(INFORMATION Opens)

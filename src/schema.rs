//! Registry mapping table identifiers to their on-disk / on-screen schema.
//!
//! The term-bearing column name is **not** uniform across tables: daily
//! unigrams and the per-day drilldown table use `term`, daily n-gram tables
//! use `gram`, and the aggregate n-gram tables use `bigram` / `trigram`.
//! That inconsistency comes from the upstream data and is kept as an explicit
//! lookup rather than guessed from headers.
use core::fmt;

use serde::{Deserialize, Serialize};

use crate::record::NgramKind;

/// Column holding the integer frequency in every table.
pub const COUNTS_COLUMN: &str = "counts";
/// Column holding the observation date in daily tables.
pub const DATE_COLUMN: &str = "date";

/// Identifier for every table the dashboard knows about.
#[derive(Clone, Copy, Debug, Eq, PartialEq, Hash, Ord, PartialOrd, Serialize, Deserialize)]
#[serde(rename_all = "snake_case")]
pub enum TableId {
    DailyTerms,
    DailyBigrams,
    DailyTrigrams,
    FrequentTerms,
    FrequentBigrams,
    FrequentTrigrams,
    /// Ranking for the date of the last clicked chart point.
    DayTerms,
}

impl TableId {
    /// Stable snake_case name, identical to the serde representation.
    pub fn as_str(self) -> &'static str { schema_of(self).name }

    /// Daily (dated) table holding n-grams of `kind`.
    pub fn daily(kind: NgramKind) -> TableId {
        match kind {
            NgramKind::Unigram => TableId::DailyTerms,
            NgramKind::Bigram => TableId::DailyBigrams,
            NgramKind::Trigram => TableId::DailyTrigrams,
        }
    }

    /// Aggregate table holding n-grams of `kind`.
    pub fn frequent(kind: NgramKind) -> TableId {
        match kind {
            NgramKind::Unigram => TableId::FrequentTerms,
            NgramKind::Bigram => TableId::FrequentBigrams,
            NgramKind::Trigram => TableId::FrequentTrigrams,
        }
    }

    /// Name of the column carrying the term string in this table.
    pub fn term_column(self) -> &'static str { schema_of(self).term_column }
}

impl fmt::Display for TableId {
    fn fmt(&self, f: &mut fmt::Formatter<'_>) -> fmt::Result { f.write_str(self.as_str()) }
}

impl std::str::FromStr for TableId {
    type Err = String;
    fn from_str(s: &str) -> Result<Self, Self::Err> {
        TABLES
            .iter()
            .find(|t| t.name.eq_ignore_ascii_case(s))
            .map(|t| t.id)
            .ok_or_else(|| format!("Unknown table: {}", s))
    }
}

/// Static description of one table.
#[derive(Clone, Debug)]
pub struct TableSchema {
    pub id: TableId,
    /// Stable name used in config, events and logs.
    pub name: &'static str,
    /// N-gram kind stored in the table; `None` for the mixed drilldown table.
    pub kind: Option<NgramKind>,
    /// Column holding the term string.
    pub term_column: &'static str,
    /// Whether rows carry a `date` column.
    pub dated: bool,
    /// Whether the dashboard lets the user check rows of this table.
    pub selectable: bool,
}

pub const TABLES: &[TableSchema] = &[
    TableSchema { id: TableId::DailyTerms, name: "daily_terms", kind: Some(NgramKind::Unigram), term_column: "term", dated: true, selectable: false },
    TableSchema { id: TableId::DailyBigrams, name: "daily_bigrams", kind: Some(NgramKind::Bigram), term_column: "gram", dated: true, selectable: false },
    TableSchema { id: TableId::DailyTrigrams, name: "daily_trigrams", kind: Some(NgramKind::Trigram), term_column: "gram", dated: true, selectable: false },
    TableSchema { id: TableId::FrequentTerms, name: "frequent_terms", kind: Some(NgramKind::Unigram), term_column: "term", dated: false, selectable: true },
    TableSchema { id: TableId::FrequentBigrams, name: "frequent_bigrams", kind: Some(NgramKind::Bigram), term_column: "bigram", dated: false, selectable: true },
    TableSchema { id: TableId::FrequentTrigrams, name: "frequent_trigrams", kind: Some(NgramKind::Trigram), term_column: "trigram", dated: false, selectable: true },
    TableSchema { id: TableId::DayTerms, name: "day_terms", kind: None, term_column: "term", dated: false, selectable: true },
];

/// Look up the schema for a table id.
pub fn schema_of(id: TableId) -> &'static TableSchema {
    // TABLES has one entry per variant, in declaration order.
    &TABLES[id as usize]
}

#[cfg(test)]
mod tests {
    use super::*;

    #[test]
    fn registry_is_indexed_by_variant() {
        for (i, t) in TABLES.iter().enumerate() {
            assert_eq!(t.id as usize, i, "{} out of order", t.name);
        }
    }

    #[test]
    fn term_columns_follow_upstream_naming() {
        assert_eq!(TableId::FrequentTerms.term_column(), "term");
        assert_eq!(TableId::FrequentBigrams.term_column(), "bigram");
        assert_eq!(TableId::FrequentTrigrams.term_column(), "trigram");
        assert_eq!(TableId::DayTerms.term_column(), "term");
        assert_eq!(TableId::daily(NgramKind::Bigram).term_column(), "gram");
    }

    #[test]
    fn only_ui_tables_are_selectable() {
        let selectable: Vec<_> = TABLES.iter().filter(|t| t.selectable).map(|t| t.name).collect();
        assert_eq!(selectable, ["frequent_terms", "frequent_bigrams", "frequent_trigrams", "day_terms"]);
    }

    #[test]
    fn names_round_trip_through_from_str() {
        assert_eq!("Day_Terms".parse::<TableId>().unwrap(), TableId::DayTerms);
        assert!("weekly_terms".parse::<TableId>().is_err());
    }
}
//! Error taxonomy.
//!
//! Only loading can fail. Everything downstream of a loaded [`crate::TermStore`]
//! degrades to an empty or blank result instead; the [`Miss`] values below
//! describe those degradations for logging and are never returned as `Err`.
use std::path::PathBuf;

use thiserror::Error;

use crate::schema::TableId;

/// Fatal startup failure: a required file is missing, unreadable or lacks a
/// required column, or the configuration is invalid.
#[derive(Debug, Error)]
pub enum DataLoadError {
    #[error("data file not found: {}", path.display())]
    Missing { path: PathBuf },

    #[error("cannot read {}: {source}", path.display())]
    Io {
        path: PathBuf,
        #[source]
        source: std::io::Error,
    },

    #[error("cannot parse CSV {}: {source}", path.display())]
    Csv {
        path: PathBuf,
        #[source]
        source: csv::Error,
    },

    #[error("{} has no `{column}` column", path.display())]
    MissingColumn { path: PathBuf, column: &'static str },

    #[error("cannot parse JSON {}: {source}", path.display())]
    Json {
        path: PathBuf,
        #[source]
        source: serde_json::Error,
    },

    #[error("invalid configuration: {0}")]
    InvalidConfig(String),
}

/// Non-fatal lookup outcomes, resolved to an empty result and logged.
#[derive(Clone, Debug, Eq, PartialEq)]
pub enum Miss {
    /// Unknown term or date.
    LookupMiss { key: String },
    /// Selected row index beyond the table snapshot (stale after a re-sort).
    StaleSelectionIndex { table: TableId, index: usize, len: usize },
}

impl std::fmt::Display for Miss {
    fn fmt(&self, f: &mut std::fmt::Formatter<'_>) -> std::fmt::Result {
        match self {
            Miss::LookupMiss { key } => write!(f, "no records for {key}"),
            Miss::StaleSelectionIndex { table, index, len } => {
                write!(f, "stale row index {index} for {table} ({len} rows)")
            }
        }
    }
}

(INFORMATION Closes)

§ WORK REQUEST: Everything in the records should be written out again exactly.

§ RESPONSE TO THIS TASK:
filename src/schema.rs
//! Registry mapping table identifiers to their on-disk / on-screen schema.
//!
//! The term-bearing column name is **not** uniform across tables: daily
//! unigrams and the per-day drilldown table use `term`, daily n-gram tables
//! use `gram`, and the aggregate n-gram tables use `bigram` / `trigram`.
//! That inconsistency comes from the upstream data and is kept as an explicit
//! lookup rather than guessed from headers.
use core::fmt;

use serde::{Deserialize, Serialize};

use crate::record::NgramKind;

/// Column holding the integer frequency in every table.
pub const COUNTS_COLUMN: &str = "counts";
/// Column holding the observation date in daily tables.
pub const DATE_COLUMN: &str = "date";

/// Identifier for every table the dashboard knows about.
#[derive(Clone, Copy, Debug, Eq, PartialEq, Hash, Ord, PartialOrd, Serialize, Deserialize)]
#[serde(rename_all = "snake_case")]
pub enum TableId {
    DailyTerms,
    DailyBigrams,
    DailyTrigrams,
    FrequentTerms,
    FrequentBigrams,
    FrequentTrigrams,
    /// Ranking for the date of the last clicked chart point.
    DayTerms,
}

impl TableId {
    /// Stable snake_case name, identical to the serde representation.
    pub fn as_str(self) -> &'static str { schema_of(self).name }

    /// Daily (dated) table holding n-grams of `kind`.
    pub fn daily(kind: NgramKind) -> TableId {
        match kind {
            NgramKind::Unigram => TableId::DailyTerms,
            NgramKind::Bigram => TableId::DailyBigrams,
            NgramKind::Trigram => TableId::DailyTrigrams,
        }
    }

    /// Aggregate table holding n-grams of `kind`.
    pub fn frequent(kind: NgramKind) -> TableId {
        match kind {
            NgramKind::Unigram => TableId::FrequentTerms,
            NgramKind::Bigram => TableId::FrequentBigrams,
            NgramKind::Trigram => TableId::FrequentTrigrams,
        }
    }

    /// Name of the column carrying the term string in this table.
    pub fn term_column(self) -> &'static str { schema_of(self).term_column }
}

impl fmt::Display for TableId {
    fn fmt(&self, f: &mut fmt::Formatter<'_>) -> fmt::Result { f.write_str(self.as_str()) }
}

impl std::str::FromStr for TableId {
    type Err = String;
    fn from_str(s: &str) -> Result<Self, Self::Err> {
        TABLES
            .iter()
            .find(|t| t.name.eq_ignore_ascii_case(s))
            .map(|t| t.id)
            .ok_or_else(|| format!("Unknown table: {}", s))
    }
}

/// Static description of one table.
#[derive(Clone, Debug)]
pub struct TableSchema {
    pub id: TableId,
    /// Stable name used in config, events and logs.
    pub name: &'static str,
    /// N-gram kind stored in the table; `None` for the mixed drilldown table.
    pub kind: Option<NgramKind>,
    /// Column holding the term string.
    pub term_column: &'static str,
    /// Whether rows carry a `date` column.
    pub dated: bool,
    /// Whether the dashboard lets the user check rows of this table.
    pub selectable: bool,
}

pub const TABLES: &[TableSchema] = &[
    TableSchema { id: TableId::DailyTerms, name: "daily_terms", kind: Some(NgramKind::Unigram), term_column: "term", dated: true, selectable: false },
    TableSchema { id: TableId::DailyBigrams, name: "daily_bigrams", kind: Some(NgramKind::Bigram), term_column: "gram", dated: true, selectable: false },
    TableSchema { id: TableId::DailyTrigrams, name: "daily_trigrams", kind: Some(NgramKind::Trigram), term_column: "gram", dated: true, selectable: false },
    TableSchema { id: TableId::FrequentTerms, name: "frequent_terms", kind: Some(NgramKind::Unigram), term_column: "term", dated: false, selectable: true },
    TableSchema { id: TableId::FrequentBigrams, name: "frequent_bigrams", kind: Some(NgramKind::Bigram), term_column: "bigram", dated: false, selectable: true },
    TableSchema { id: TableId::FrequentTrigrams, name: "frequent_trigrams", kind: Some(NgramKind::Trigram), term_column: "trigram", dated: false, selectable: true },
    TableSchema { id: TableId::DayTerms, name: "day_terms", kind: None, term_column: "term", dated: false, selectable: true },
];

/// Look up the schema for a table id.
pub fn schema_of(id: TableId) -> &'static TableSchema {
    // TABLES has one entry per variant, in declaration order.
    &TABLES[id as usize]
}

#[cfg(test)]
mod tests {
    use super::*;

    #[test]
    fn registry_is_indexed_by_variant() {
        for (i, t) in TABLES.iter().enumerate() {
            assert_eq!(t.id as usize, i, "{} out of order", t.name);
        }
    }

    #[test]
    fn term_columns_follow_upstream_naming() {
        assert_eq!(TableId::FrequentTerms.term_column(), "term");
        assert_eq!(TableId::FrequentBigrams.term_column(), "bigram");
        assert_eq!(TableId::FrequentTrigrams.term_column(), "trigram");
        assert_eq!(TableId::DayTerms.term_column(), "term");
        assert_eq!(TableId::daily(NgramKind::Bigram).term_column(), "gram");
    }

    #[test]
    fn only_ui_tables_are_selectable() {
        let selectable: Vec<_> = TABLES.iter().filter(|t| t.selectable).map(|t| t.name).collect();
        assert_eq!(selectable, ["frequent_terms", "frequent_bigrams", "frequent_trigrams", "day_terms"]);
    }

    #[test]
    fn names_round_trip_through_from_str() {
        assert_eq!("Day_Terms".parse::<TableId>().unwrap(), TableId::DayTerms);
        assert!("weekly_terms".parse::<TableId>().is_err());
    }
}
//! Error taxonomy.
//!
//! Only loading can fail. Everything downstream of a loaded [`crate::TermStore`]
//! degrades to an empty or blank result instead; the [`Miss`] values below
//! describe those degradations for logging and are never returned as `Err`.
use std::path::PathBuf;

use thiserror::Error;

use crate::schema::TableId;

/// Fatal startup failure: a required file is missing, unreadable or lacks a
/// required column, or the configuration is invalid.
#[derive(Debug, Error)]
pub enum DataLoadError {
    #[error("data file not found: {}", path.display())]
    Missing { path: PathBuf },

    #[error("cannot read {}: {source}", path.display())]
    Io {
        path: PathBuf,
        #[source]
        source: std::io::Error,
    },

    #[error("cannot parse CSV {}: {source}", path.display())]
    Csv {
        path: PathBuf,
        #[source]
        source: csv::Error,
    },

    #[error("{} has no `{column}` column", path.display())]
    MissingColumn { path: PathBuf, column: &'static str },

    #[error("cannot parse JSON {}: {source}", path.display())]
    Json {
        path: PathBuf,
        #[source]
        source: serde_json::Error,
    },

    #[error("invalid configuration: {0}")]
    InvalidConfig(String),
}

/// Non-fatal lookup outcomes, resolved to an empty result and logged.
#[derive(Clone, Debug, Eq, PartialEq)]
pub enum Miss {
    /// Unknown term or date.
    LookupMiss { key: String },
    /// Selected row index beyond the table snapshot (stale after a re-sort).
    StaleSelectionIndex { table: TableId, index: usize, len: usize },
}

impl std::fmt::Display for Miss {
    fn fmt(&self, f: &mut std::fmt::Formatter<'_>) -> std::fmt::Result {
        match self {
            Miss::LookupMiss { key } => write!(f, "no records for {key}"),
            Miss::StaleSelectionIndex { table, index, len } => {
                write!(f, "stale row index {index} for {table} ({len} rows)")
            }
        }
    }
}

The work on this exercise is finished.